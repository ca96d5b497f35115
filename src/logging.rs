//! Tracing subscriber setup.

use anyhow::{Context, Result};
use std::path::Path;
use tracing_subscriber::EnvFilter;

fn env_filter() -> EnvFilter {
    EnvFilter::try_from_default_env().unwrap_or_else(|_| EnvFilter::new("info"))
}

/// Logs to a file so output does not interfere with the terminal UI.
pub fn init_file_logging(path: &Path) -> Result<()> {
    let log_file = std::fs::File::create(path)
        .with_context(|| format!("Failed to create log file {}", path.display()))?;
    let _ = tracing_subscriber::fmt()
        .with_env_filter(env_filter())
        .with_writer(std::sync::Arc::new(log_file))
        .with_ansi(false)
        .try_init();
    Ok(())
}

/// Logs to stderr, for commands that print their result to stdout.
pub fn init_stderr_logging() {
    let _ = tracing_subscriber::fmt()
        .with_env_filter(env_filter())
        .with_writer(std::io::stderr)
        .try_init();
}
//! Duration correction at close time
//!
//! The position clock can be stale or quantized while the wall clock keeps
//! fine-grained time. A close that arrives less than one frame of real time
//! after the open, or at a position not past the onset, gets an offset of
//! exactly one frame past the onset.

use crate::clock::DEFAULT_FRAME_DURATION_MS;
use crate::types::{BehaviorEvent, WallTime};
use log::debug;

/// Final offset chosen for a closing event
#[derive(Debug, Clone, Copy, PartialEq, Eq)]
pub struct Correction {
    pub offset: u64,
    /// The offset was forced to `onset + frame`
    pub adjusted: bool,
}

/// Decides offsets for closing events
pub struct DurationCorrector;

impl DurationCorrector {
    /// Compute the offset for `event` closed at `position_ms` and `wall_close`.
    ///
    /// A frame duration of 0 means unknown and falls back to 33 ms. Events
    /// without a wall onset are judged on the position clock alone.
    pub fn correct(
        event: &BehaviorEvent,
        position_ms: u64,
        wall_close: WallTime,
        frame_duration_ms: u32,
    ) -> Correction {
        let frame = if frame_duration_ms == 0 {
            DEFAULT_FRAME_DURATION_MS
        } else {
            frame_duration_ms
        };

        let too_fast = event
            .wall_onset
            .map(|onset| wall_close.millis_since(onset) < f64::from(frame))
            .unwrap_or(false);
        let stale_position = position_ms <= event.onset;

        if too_fast || stale_position {
            let offset = event.onset + u64::from(frame);
            debug!(
                "Adjusted offset of '{}' to {}ms (wall elapsed short: {}, stale position: {})",
                event.label, offset, too_fast, stale_position
            );
            Correction {
                offset,
                adjusted: true,
            }
        } else {
            Correction {
                offset: position_ms,
                adjusted: false,
            }
        }
    }
}
//! Text file formats
//!
//! - [`annotation`]: one timeline per file, export and tolerant import
//! - [`summary`]: one aggregate CSV for a batch of analyzed sources

pub mod annotation;
pub mod summary;

pub use annotation::{
    read_annotation_file, read_annotations, write_annotation_file, write_annotations,
    AnnotationFile,
};
pub use summary::{write_summary, write_summary_file};

use crate::error::TimelineError;
use csv::{Terminator, WriterBuilder};

/// Render rows of uneven length as CSV text with `\n` line endings
pub(crate) fn csv_block(rows: Vec<Vec<String>>) -> Result<String, TimelineError> {
    let mut writer = WriterBuilder::new()
        .flexible(true)
        .terminator(Terminator::Any(b'\n'))
        .from_writer(Vec::new());
    for row in &rows {
        writer.write_record(row)?;
    }
    let bytes = writer
        .into_inner()
        .map_err(|err| TimelineError::Io(err.into_error()))?;
    String::from_utf8(bytes).map_err(|err| TimelineError::ParseError(err.to_string()))
}

#[cfg(test)]
mod tests {
    use super::*;
    use pretty_assertions::assert_eq;

    #[test]
    fn test_csv_block_uneven_rows_and_quoting() {
        let text = csv_block(vec![
            vec!["Metadata".to_string()],
            vec!["a,b".to_string(), "2".to_string(), "".to_string()],
        ])
        .unwrap();
        assert_eq!(text, "Metadata\n\"a,b\",2,\n");
    }
}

================

### TASK INSTRUCTIONS:
All lines that include the word "closing" must be copied from the material above.

### YOUR RESPONSE:
/// Final offset chosen for a closing event
/// Decides offsets for closing events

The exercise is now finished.